Basil Orr provides technical support to his sister and her husband and was called in when overlapping usage charges began appearing on her Xtra dial-up account.
"She called the helpdesk at Xtra and got them to change her password but the charges continued for several days," says Orr. The charges continued to appear from April 19 through to April 25 during which time Orr himself changed the password for the account several times.
"It seems odd to me that the charges continued to appear even though we'd changed the password."
Xtra's helpdesk staff told Orr that the problem was probably a virus on his sister's PC - however Orr pointed out that the PC in question wasn't actually connected to the modem for that period as it was waiting for him to fix its hard drive. Orr also claims the PC has up-to-date anti-virus software installed.
Mandy Corderoy noticed extra charges appearing on her bill for additional internet use and alerted Xtra to the problem. Xtra has agreed to waive the bill following police involvement and the arrest of several teenagers in the Wellington region.
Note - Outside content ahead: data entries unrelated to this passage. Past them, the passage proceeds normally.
//! BranchWatch configuration types and loading

use std::fs;
use std::path::{Path, PathBuf};
use std::time::Duration;

use eyre::{Context, Result};
use serde::{Deserialize, Serialize};
use tracing::{debug, info, warn};

use crate::domain::WatchTarget;
use crate::error::WatchError;

/// Environment variable that overrides the configured branch
pub const BRANCH_ENV: &str = "TARGET_BRANCH";

/// Project-local config file, searched before the user config directory
const LOCAL_CONFIG: &str = ".branchwatch.yml";

/// Main BranchWatch configuration
#[derive(Debug, Clone, Serialize, Deserialize)]
#[serde(default)]
pub struct Config {
    /// Account or organisation owning the repository
    pub owner: String,

    /// Repository name
    pub repo: String,

    /// Branch to watch
    pub branch: String,

    /// Environment variable containing the access token
    #[serde(rename = "token-env")]
    pub token_env: String,

    /// API base URL
    #[serde(rename = "api-url")]
    pub api_url: String,

    /// Request timeout in milliseconds
    #[serde(rename = "timeout-ms")]
    pub timeout_ms: u64,

    /// Directory holding one cursor file per (repository, branch)
    #[serde(rename = "tracking-dir")]
    pub tracking_dir: PathBuf,

    /// Log level (TRACE, DEBUG, INFO, WARN, ERROR)
    #[serde(rename = "log-level")]
    pub log_level: Option<String>,
}

impl Default for Config {
    fn default() -> Self {
        Self {
            owner: "favour-nz".to_string(),
            repo: "foodme-app".to_string(),
            branch: "dev".to_string(),
            token_env: "FOODME_TOKEN".to_string(),
            api_url: "https://api.github.com".to_string(),
            timeout_ms: crate::DEFAULT_TIMEOUT_MS,
            tracking_dir: PathBuf::from("tracking"),
            log_level: None,
        }
    }
}

/// Command-line overrides for the watch target
#[derive(Debug, Clone, Default)]
pub struct TargetOverrides {
    pub owner: Option<String>,
    pub repo: Option<String>,
    pub branch: Option<String>,
}

/// Configuration with the credential read and the target fixed
///
/// Built once at startup and handed by reference to the client and detector.
#[derive(Debug, Clone)]
pub struct ResolvedConfig {
    pub target: WatchTarget,
    pub token: String,
    pub api_url: String,
    pub timeout: Duration,
    pub tracking_dir: PathBuf,
}

impl Config {
    /// Config files to try, in priority order
    ///
    /// An explicit path replaces the search. Otherwise the project-local
    /// `.branchwatch.yml` wins over `<config_dir>/branchwatch/branchwatch.yml`.
    fn candidate_paths(config_path: Option<&PathBuf>) -> Vec<PathBuf> {
        match config_path {
            Some(path) => vec![path.clone()],
            None => [
                Some(PathBuf::from(LOCAL_CONFIG)),
                dirs::config_dir().map(|d| d.join("branchwatch").join("branchwatch.yml")),
            ]
            .into_iter()
            .flatten()
            .collect(),
        }
    }

    /// Load configuration with fallback chain
    ///
    /// An explicit path must load. Searched files that fail to parse are
    /// skipped with a warning, and defaults apply when none is usable.
    pub fn load(config_path: Option<&PathBuf>) -> Result<Self> {
        for path in Self::candidate_paths(config_path) {
            if config_path.is_none() && !path.exists() {
                continue;
            }
            match Self::load_from_file(&path) {
                Ok(config) => return Ok(config),
                Err(e) if config_path.is_some() => {
                    return Err(e).context(format!("Failed to load config from {}", path.display()));
                }
                Err(e) => warn!("Failed to load config from {}: {}", path.display(), e),
            }
        }

        info!("No config file found, using defaults");
        Ok(Self::default())
    }

    /// Read only the log level, before logging is set up
    pub fn load_log_level(config_path: Option<&PathBuf>) -> Option<String> {
        Self::candidate_paths(config_path)
            .iter()
            .filter(|p| p.exists())
            .find_map(|p| Self::load_from_file(p).ok())
            .and_then(|c| c.log_level)
    }

    fn load_from_file<P: AsRef<Path>>(path: P) -> Result<Self> {
        let content = fs::read_to_string(&path).context("Failed to read config file")?;

        let config: Self = serde_yaml::from_str(&content).context("Failed to parse config file")?;

        info!("Loaded config from: {}", path.as_ref().display());
        Ok(config)
    }

    /// Apply the `TARGET_BRANCH` environment override, then CLI flags
    pub fn with_overrides(mut self, overrides: &TargetOverrides) -> Self {
        debug!(?overrides, "with_overrides: called");
        if let Ok(branch) = std::env::var(BRANCH_ENV)
            && !branch.trim().is_empty()
        {
            debug!(%branch, "with_overrides: branch from environment");
            self.branch = branch.trim().to_string();
        }
        if let Some(owner) = &overrides.owner {
            self.owner = owner.clone();
        }
        if let Some(repo) = &overrides.repo {
            self.repo = repo.clone();
        }
        if let Some(branch) = &overrides.branch {
            self.branch = branch.clone();
        }
        self
    }

    /// The watch target described by this config
    ///
    /// Every command that names a target goes through here, so an empty
    /// owner, repo or branch is rejected the same way everywhere.
    pub fn target(&self) -> Result<WatchTarget, WatchError> {
        for (name, value) in [("owner", &self.owner), ("repo", &self.repo), ("branch", &self.branch)] {
            if value.trim().is_empty() {
                return Err(WatchError::Config(format!("{} must not be empty", name)));
            }
        }
        Ok(WatchTarget::new(&self.owner, &self.repo, &self.branch))
    }

    /// Read the access token from the configured environment variable
    pub fn get_token(&self) -> Result<String, WatchError> {
        match std::env::var(&self.token_env) {
            Ok(token) if !token.trim().is_empty() => Ok(token.trim().to_string()),
            _ => Err(WatchError::Config(format!(
                "{} is missing. Set the {} environment variable.",
                self.token_env, self.token_env
            ))),
        }
    }

    /// Validate and resolve into the values the watcher runs with
    ///
    /// Fails with `WatchError::Config` before any network activity when the
    /// token or target is missing.
    pub fn resolve(&self) -> Result<ResolvedConfig, WatchError> {
        debug!("resolve: called");
        let target = self.target()?;
        if self.timeout_ms == 0 {
            return Err(WatchError::Config("timeout-ms must be greater than zero".to_string()));
        }

        let token = self.get_token()?;

        Ok(ResolvedConfig {
            target,
            token,
            api_url: self.api_url.trim_end_matches('/').to_string(),
            timeout: Duration::from_millis(self.timeout_ms),
            tracking_dir: self.tracking_dir.clone(),
        })
    }
}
However IDGNet understands this new case is unrelated to the Wellington group. Xtra spokesman Matt Bostwick would not comment on the case as it is now in the hands of the police.
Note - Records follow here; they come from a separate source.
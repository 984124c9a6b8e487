//! CLI command definitions and subcommands

use clap::{Parser, Subcommand, ValueEnum};
use std::path::PathBuf;

use crate::config::TargetOverrides;

/// BranchWatch - report new commits on a watched branch
#[derive(Parser, Debug)]
#[command(
    name = "bw",
    author,
    version,
    about = "Report new commits and changed files on a watched branch since the last check"
)]
pub struct Cli {
    /// Path to config file
    #[arg(short, long, global = true, help = "Path to config file")]
    pub config: Option<PathBuf>,

    /// Log level (TRACE, DEBUG, INFO, WARN, ERROR)
    #[arg(
        short = 'l',
        long = "log-level",
        global = true,
        help = "Log level (TRACE, DEBUG, INFO, WARN, ERROR)"
    )]
    pub log_level: Option<String>,

    /// Repository owner (overrides config)
    #[arg(long, global = true)]
    pub owner: Option<String>,

    /// Repository name (overrides config)
    #[arg(long, global = true)]
    pub repo: Option<String>,

    /// Branch to watch (overrides config and TARGET_BRANCH)
    #[arg(long, global = true)]
    pub branch: Option<String>,

    /// Subcommand to execute (defaults to `check`)
    #[command(subcommand)]
    pub command: Option<Command>,
}

impl Cli {
    pub fn overrides(&self) -> TargetOverrides {
        TargetOverrides {
            owner: self.owner.clone(),
            repo: self.repo.clone(),
            branch: self.branch.clone(),
        }
    }
}

/// CLI subcommands
#[derive(Debug, Subcommand)]
pub enum Command {
    /// Check the branch once and print what changed
    Check {
        /// Do not advance the stored cursor
        #[arg(long)]
        dry_run: bool,

        /// Output format
        #[arg(short, long, default_value = "text")]
        format: OutputFormat,
    },

    /// Show the stored cursor for the target
    Cursor,

    /// Forget the stored cursor so the next check starts over
    Reset,
}

/// Output format for reports
#[derive(Debug, Clone, Copy, Default, PartialEq, Eq, ValueEnum)]
pub enum OutputFormat {
    #[default]
    Text,
    Json,
}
"I can say that any charges on the account have been frozen and won't be passed on to the customer if the police do uncover fraudulent activity." Bostwick says in the majority of cases where Xtra's team is contacted over suspected fraud, the usage is eventually explained away.
"Often the usage has been incurred either by a family member or someone know to the customer ... as a result of the account holder divulging their login ID and password to another party." Bostwick says user login details should be considered on a par with an ATM card's PIN.
Anti-virus specialist Nick FitzGerald says additional use on the account prior to the password being changed could very easily be blamed on a virus of some kind.
"My initial thought was that it was some kind of back door or keystroke logger installed on the PC. However, once Xtra had changed the password that theory no longer applies."
FitzGerald says there are a number of keystroke logger applications that monitor a victim's typing until such time as a box with the words "user name" or "password" appears. Then it begins logging keystrokes, thus recording important user information.
"However, the fact that they could still access the account after the password had been changed by Xtra points to something else entirely," says FitzGerald. He says that implies either a higher level of access to account information or some kind of bug or fault in the Xtra system - either technology related or a human problem.
"If the helpdesk staff member didn't actually change the password or if there are default passwords that still work and have been compromised, that would explain it." FitzGerald says one US ISP had a similar problem several years ago.
"The helpdesk PCs had been infected with a trojan that allowed external users access to the network without being charged. The ISP's firewall allowed outgoing connections to the internet to pass unchallenged so the hackers were getting away with murder."